High server load during backup creation

felipe · Nov 21, 2013

hi,

did you install the system with the baremetal iso or with debian wheezy?
i run into this problem after installing debian wheezy..
maybe for some other reason you dont have the right scheduler set...

check cat /sys/block/YOURDISKS/queue/scheduler where YOURDIKS = sda etc...
it should say cfq. any other scheduler would cause the problems you have....

to the sysadming here. can i change the wiki?
the description how to install proxmox via debian wheezy is perfect. i just miss this VERY IMPORTANT step at the end:

echo cfq > /sys/block/DISKS/queue/scheduler to all of your disks
find GRUB_CMDLINE_LINUX_DEFAULT in /etc/default/grub
and add "... elevator=cfq"
run update-grub

otherwise you will run for sure in the same problem as above...
this would actually also happen with LVM snapshots.....

regards
philipp

mir · Nov 21, 2013

If you use SSD or flash cache the recommended elevator setting is noop. This is also true for proxmox.

mmenaz · Nov 21, 2013

But bare metal install default for 3.x is:

Code:

GRUB_CMDLINE_LINUX_DEFAULT="quiet elevator=deadline"

as far as I know, is cfq that can cause slowliness, not solve it.

felipe · Nov 21, 2013

proxmox uses ionice to make the backup. but as far as i know and experienced only with cfq scheduler ionice takes effekt.... (read man ionice)
for me cfq solved the problem discussed above.

felipe · Nov 21, 2013

maybe deadline is sometimes better (specially on bigger systems).... but when a backup takes all io and having no option to ionice it will stall the system. i experienced this with nfs backup storage also as simple doing dd over shh.
if there is an solution to get this work with the deadline scheduler i would like to know it....
i think in slower disk systems (we have simple raid1 on sata disks) the cfq is the better option. i dont have a big storage yet to test deadline. but since we changed to cfq everything works fine.

mir · Nov 21, 2013

I actually have a test case which can enumerate the error seen using the new backup. Yesterday I was doing some heavy duty IOPS testing using fio in a CT deployed on shared NFS storage. Somewhere in the test the node and VM's and CT's on this node was completely unresponsive which lead to that all HA VM's and CT's was forced online migrated to other nodes.

Node specs:
Local storage: SSD scheduler used is noop (should have same influence on ionice as deadline)
NFS share: ZFS dataset (host 16GB RAM and disks in RAID10)

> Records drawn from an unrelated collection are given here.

use crate::db::MetricRecord;
use crate::error::ValidationError;
use crate::utils::logging::debug_json;
use axum::{
    body::Bytes,
    extract::{FromRequest, Request},
};
use serde::Serialize;
use serde_json::{Map, Value};

/// `POST /metric` body as sent. Fields stay untyped until `validate` so that every missing or
/// mistyped field can be reported at once.
#[derive(Debug, Default, Serialize)]
pub struct MetricBody {
    pub room: Option<Value>,
    pub time: Option<Value>,
    pub metric: Option<Value>,
    pub action: Option<Value>,
}

impl MetricBody {
    pub fn from_slice(raw: &[u8]) -> Result<Self, ValidationError> {
        let mut fields = json_object(raw)?;
        Ok(Self {
            room: fields.remove("room"),
            time: fields.remove("time"),
            metric: fields.remove("metric"),
            action: fields.remove("action"),
        })
    }

    pub fn validate(self) -> Result<MetricRecord, ValidationError> {
        let mut invalid = Vec::new();
        let room = require_string("room", self.room, &mut invalid);
        let time = require_string("time", self.time, &mut invalid);
        let metric = require_string("metric", self.metric, &mut invalid);
        let action = require_string("action", self.action, &mut invalid);

        match (room, time, metric, action) {
            (Some(room), Some(time), Some(metric), Some(action)) => Ok(MetricRecord {
                room,
                time,
                metric,
                action,
            }),
            _ => Err(ValidationError::Fields { fields: invalid }),
        }
    }
}

/// Parses `raw` as a JSON object. Syntax errors and any other top-level value (arrays
/// included) are `InvalidJson`.
pub(crate) fn json_object(raw: &[u8]) -> Result<Map<String, Value>, ValidationError> {
    match serde_json::from_slice::<Value>(raw) {
        Ok(Value::Object(fields)) => Ok(fields),
        Ok(other) => Err(ValidationError::InvalidJson {
            detail: format!("expected a JSON object, found {}", json_kind(&other)),
        }),
        Err(e) => Err(ValidationError::InvalidJson {
            detail: e.to_string(),
        }),
    }
}

fn json_kind(value: &Value) -> &'static str {
    match value {
        Value::Null => "null",
        Value::Bool(_) => "a boolean",
        Value::Number(_) => "a number",
        Value::String(_) => "a string",
        Value::Array(_) => "an array",
        Value::Object(_) => "an object",
    }
}

/// Takes the string out of `value`, or records `name` as invalid.
pub(crate) fn require_string(
    name: &'static str,
    value: Option<Value>,
    invalid: &mut Vec<&'static str>,
) -> Option<String> {
    if let Some(Value::String(s)) = value {
        Some(s)
    } else {
        invalid.push(name);
        None
    }
}

/// Extractor yielding a validated `MetricRecord`.
pub(crate) struct MetricPayload(pub(crate) MetricRecord);

impl<S> FromRequest<S> for MetricPayload
where
    S: Send + Sync,
{
    type Rejection = ValidationError;

    /// The body is decoded as JSON whatever the content type says. Syntax errors and non-object
    /// bodies become `InvalidJson`; a well-formed object with missing or non-string fields
    /// becomes `Fields`.
    async fn from_request(req: Request, state: &S) -> Result<Self, Self::Rejection> {
        let raw = Bytes::from_request(req, state)
            .await
            .map_err(|rejection| ValidationError::InvalidJson {
                detail: rejection.body_text(),
            })?;
        let body = MetricBody::from_slice(&raw)?;
        debug_json("Extracted metric request body", &body);
        Ok(Self(body.validate()?))
    }
}

#[cfg(test)]
mod tests {
    use super::*;
    use serde_json::json;

    fn body(value: Value) -> MetricBody {
        MetricBody::from_slice(value.to_string().as_bytes()).unwrap()
    }

    #[test]
    fn complete_body_validates() {
        let record = body(json!({"room":"201","time":"now","metric":"temp","action":"write"}))
            .validate()
            .unwrap();
        assert_eq!(record.values(), ["201", "now", "temp", "write"]);
    }

    #[test]
    fn missing_and_mistyped_fields_are_listed_in_order() {
        let err = body(json!({"room": 201, "metric": "temp", "action": null}))
            .validate()
            .unwrap_err();
        assert_eq!(
            err,
            ValidationError::Fields {
                fields: vec!["room", "time", "action"]
            }
        );
    }

    #[test]
    fn extra_fields_are_ignored() {
        let record = body(json!({"room":"a","time":"b","metric":"c","action":"d","x":1}))
            .validate()
            .unwrap();
        assert_eq!(record.room, "a");
    }

    #[test]
    fn array_body_is_not_an_object() {
        let err = MetricBody::from_slice(br#"["201","now","temp","write"]"#).unwrap_err();
        assert!(
            matches!(&err, ValidationError::InvalidJson { detail } if detail.contains("an array")),
            "{err:?}"
        );
    }

    #[test]
    fn scalar_and_malformed_bodies_are_invalid_json() {
        for raw in [&b"\"room\""[..], b"42", b"null", b"{\"room\":"] {
            assert!(matches!(
                MetricBody::from_slice(raw),
                Err(ValidationError::InvalidJson { .. })
            ));
        }
    }
}
use super::ident::{quote_mysql, quote_sqlite};
use super::models::{METRIC_COLUMNS, MetricRecord};
use super::{MetricStore, TableRef, mysql, sqlite};
use crate::config::{Config, DbDriver};
use crate::error::{DbError, StartupError};
use crate::rows::TabularResult;
use async_trait::async_trait;
use sqlx::mysql::{MySqlConnectOptions, MySqlPool, MySqlPoolOptions};
use sqlx::sqlite::{SqliteConnectOptions, SqlitePool, SqlitePoolOptions};
use sqlx::{ConnectOptions, Connection, Database as SqlxDatabase, Pool};
use std::net::SocketAddr;
use tracing::{debug, info};

const MYSQL_DEFAULT_PORT: u16 = 3306;

#[derive(Debug, Clone)]
enum DbPool {
    Mysql(MySqlPool),
    Sqlite(SqlitePool),
}

/// The process-wide store handle. Owned by `main`, shared with handlers through `RelayState`.
#[derive(Debug, Clone)]
pub struct Database {
    pool: DbPool,
    table: TableRef,
    insert_sql: String,
    select_sql: String,
}

impl Database {
    /// Builds the pool with the configured limits and probes the store once. Any failure is
    /// fatal; there is no startup retry.
    pub async fn connect(cfg: &Config) -> Result<Self, StartupError> {
        let table = cfg.table_ref()?;
        let limits = cfg.pool_limits();

        let pool = match cfg.db_driver {
            DbDriver::Mysql => {
                let options = mysql_connect_options(cfg);
                DbPool::Mysql(limits.apply(MySqlPoolOptions::new()).connect_lazy_with(options))
            }
            DbDriver::Sqlite => {
                let options = SqliteConnectOptions::new().filename(&cfg.db_address);
                DbPool::Sqlite(limits.apply(SqlitePoolOptions::new()).connect_lazy_with(options))
            }
        };

        let db = Self::from_parts(pool, table);
        db.probe().await.map_err(StartupError::Connect)?;

        info!(
            driver = ?cfg.db_driver,
            address = %cfg.db_address,
            table = %db.table,
            max_open = ?limits.max_open,
            max_idle = limits.max_idle,
            max_idle_time = ?limits.max_idle_time,
            "Database connection established"
        );
        Ok(db)
    }

    /// Wraps an already opened SQLite pool. Limits are the caller's business.
    pub fn from_sqlite_pool(pool: SqlitePool, table: TableRef) -> Self {
        Self::from_parts(DbPool::Sqlite(pool), table)
    }

    /// Wraps an already opened MySQL pool.
    pub fn from_mysql_pool(pool: MySqlPool, table: TableRef) -> Self {
        Self::from_parts(DbPool::Mysql(pool), table)
    }

    fn from_parts(pool: DbPool, table: TableRef) -> Self {
        let (target, columns) = match pool {
            DbPool::Mysql(_) => (
                table.quoted_mysql(),
                METRIC_COLUMNS.map(quote_mysql).join(", "),
            ),
            DbPool::Sqlite(_) => (
                table.quoted_sqlite(),
                METRIC_COLUMNS.map(quote_sqlite).join(", "),
            ),
        };
        Self {
            select_sql: format!("SELECT * FROM {target}"),
            insert_sql: format!("INSERT INTO {target} ({columns}) VALUES (?, ?, ?, ?)"),
            pool,
            table,
        }
    }

    pub fn is_closed(&self) -> bool {
        match &self.pool {
            DbPool::Mysql(pool) => pool.is_closed(),
            DbPool::Sqlite(pool) => pool.is_closed(),
        }
    }

    async fn probe(&self) -> Result<(), sqlx::Error> {
        match &self.pool {
            DbPool::Mysql(pool) => ping_pool(pool).await,
            DbPool::Sqlite(pool) => ping_pool(pool).await,
        }
    }
}

/// Pings on a dedicated connection built from the pool's options. A refused or failed connect
/// comes back as the driver's own error rather than `PoolTimedOut` after the acquire timeout.
async fn ping_pool<DB: SqlxDatabase>(pool: &Pool<DB>) -> Result<(), sqlx::Error> {
    if pool.is_closed() {
        return Err(sqlx::Error::PoolClosed);
    }
    let mut conn = pool.connect_options().connect().await?;
    conn.ping().await?;
    conn.close().await
}

/// `DBAddress` is `host`, `host:port` or `[v6]:port`.
fn split_host_port(address: &str) -> (String, u16) {
    if let Ok(sock) = address.parse::<SocketAddr>() {
        return (sock.ip().to_string(), sock.port());
    }
    match address.rsplit_once(':') {
        Some((host, port)) if !host.contains(':') => match port.parse() {
            Ok(port) => (host.to_string(), port),
            Err(_) => (address.to_string(), MYSQL_DEFAULT_PORT),
        },
        _ => (address.to_string(), MYSQL_DEFAULT_PORT),
    }
}

fn mysql_connect_options(cfg: &Config) -> MySqlConnectOptions {
    let (host, port) = split_host_port(&cfg.db_address);
    let options = MySqlConnectOptions::new()
        .host(&host)
        .port(port)
        .username(&cfg.db_user)
        .database(&cfg.db_name);
    if cfg.db_password.is_empty() {
        options
    } else {
        options.password(&cfg.db_password)
    }
}

#[async_trait]
impl MetricStore for Database {
    async fn ping(&self) -> Result<(), DbError> {
        self.probe().await.map_err(DbError::from)
    }

    async fn read_all(&self) -> Result<TabularResult, DbError> {
        debug!(sql = %self.select_sql, "Running read query");
        match &self.pool {
            DbPool::Mysql(pool) => {
                let rows = sqlx::query(&self.select_sql).fetch_all(pool).await?;
                Ok(mysql::tabulate(&rows)?)
            }
            DbPool::Sqlite(pool) => {
                let rows = sqlx::query(&self.select_sql).fetch_all(pool).await?;
                Ok(sqlite::tabulate(&rows)?)
            }
        }
    }

    async fn insert_metric(&self, record: &MetricRecord) -> Result<(), DbError> {
        let [room, time, metric, action] = record.values();
        let affected = match &self.pool {
            DbPool::Mysql(pool) => {
                sqlx::query(&self.insert_sql)
                    .bind(room)
                    .bind(time)
                    .bind(metric)
                    .bind(action)
                    .execute(pool)
                    .await?
                    .rows_affected()
            }
            DbPool::Sqlite(pool) => {
                sqlx::query(&self.insert_sql)
                    .bind(room)
                    .bind(time)
                    .bind(metric)
                    .bind(action)
                    .execute(pool)
                    .await?
                    .rows_affected()
            }
        };
        debug!(table = %self.table, affected, "Metric row inserted");
        Ok(())
    }

    async fn close(&self) {
        match &self.pool {
            DbPool::Mysql(pool) => pool.close().await,
            DbPool::Sqlite(pool) => pool.close().await,
        }
        info!("Database connection closed");
    }
}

I will try a new test this evening using scheduler cfg instead.

e100 · Nov 21, 2013

dietmar said:
If somebody find a bug, he should try to provide a test case to reproduce it. We can then try to fix it. Maintaining old code forever is not an option.

We understand you can not maintain old code forever, but removing working code and replacing it with unvetted code is a problem too.
Adding new feature and depreciating the old is what most projects do, especially with such fundamental changes.

We have provided test cases.
IO to backup device stalls, VM negatively effected. Backup to NFS server, unplug power to NFS server doing backup. Backup to a USB disk, disconnect it during backup.
IO is limited by the speed of the backup media, this is obvious because it is dictated by the current design.

The last issue we can not test or compare because we do not have the ability to do since LVM Snapshot backup was removed.
Moving the backup data around inside the KVM process likely has a negative impact on the operation of the VM, that is what many people are complaining about and observing.
I believe it is important to identify if this is a problem or not. If it is a problem maybe someone can find a good solution.
We need to perform some benchmarks to evaluate this:

Examples:
1. Perform a memory intensive task in a VM while doing an LVM Snapshot backup and repeat using KVM Live backup. Did the memory intensive task run faster when using a particular backup method?
2. Perform a CPU intensive task in a VM while doing an LVM Snapshot backup and repeat using KVM Live backup. Did the CPU intensive task run faster when using a particular backup method?
3. Perform an IO intensive task in a VM while doing an LVM Snapshot backup and repeat using KVM Live backup. Did the IO intensive task run faster when using a particular backup method?

dietmar · Nov 21, 2013

e100 said:
I believe it is important to identify if this is a problem or not. If it is a problem maybe someone can find a good solution.
We need to perform some benchmarks to evaluate this:

But this is the wrong place. Would you mind to join the pve-devel list and discuss the issue there?

e100 · Nov 21, 2013

dietmar said:
But this is the wrong place. Would you mind to join the pve-devel list and discuss the issue there?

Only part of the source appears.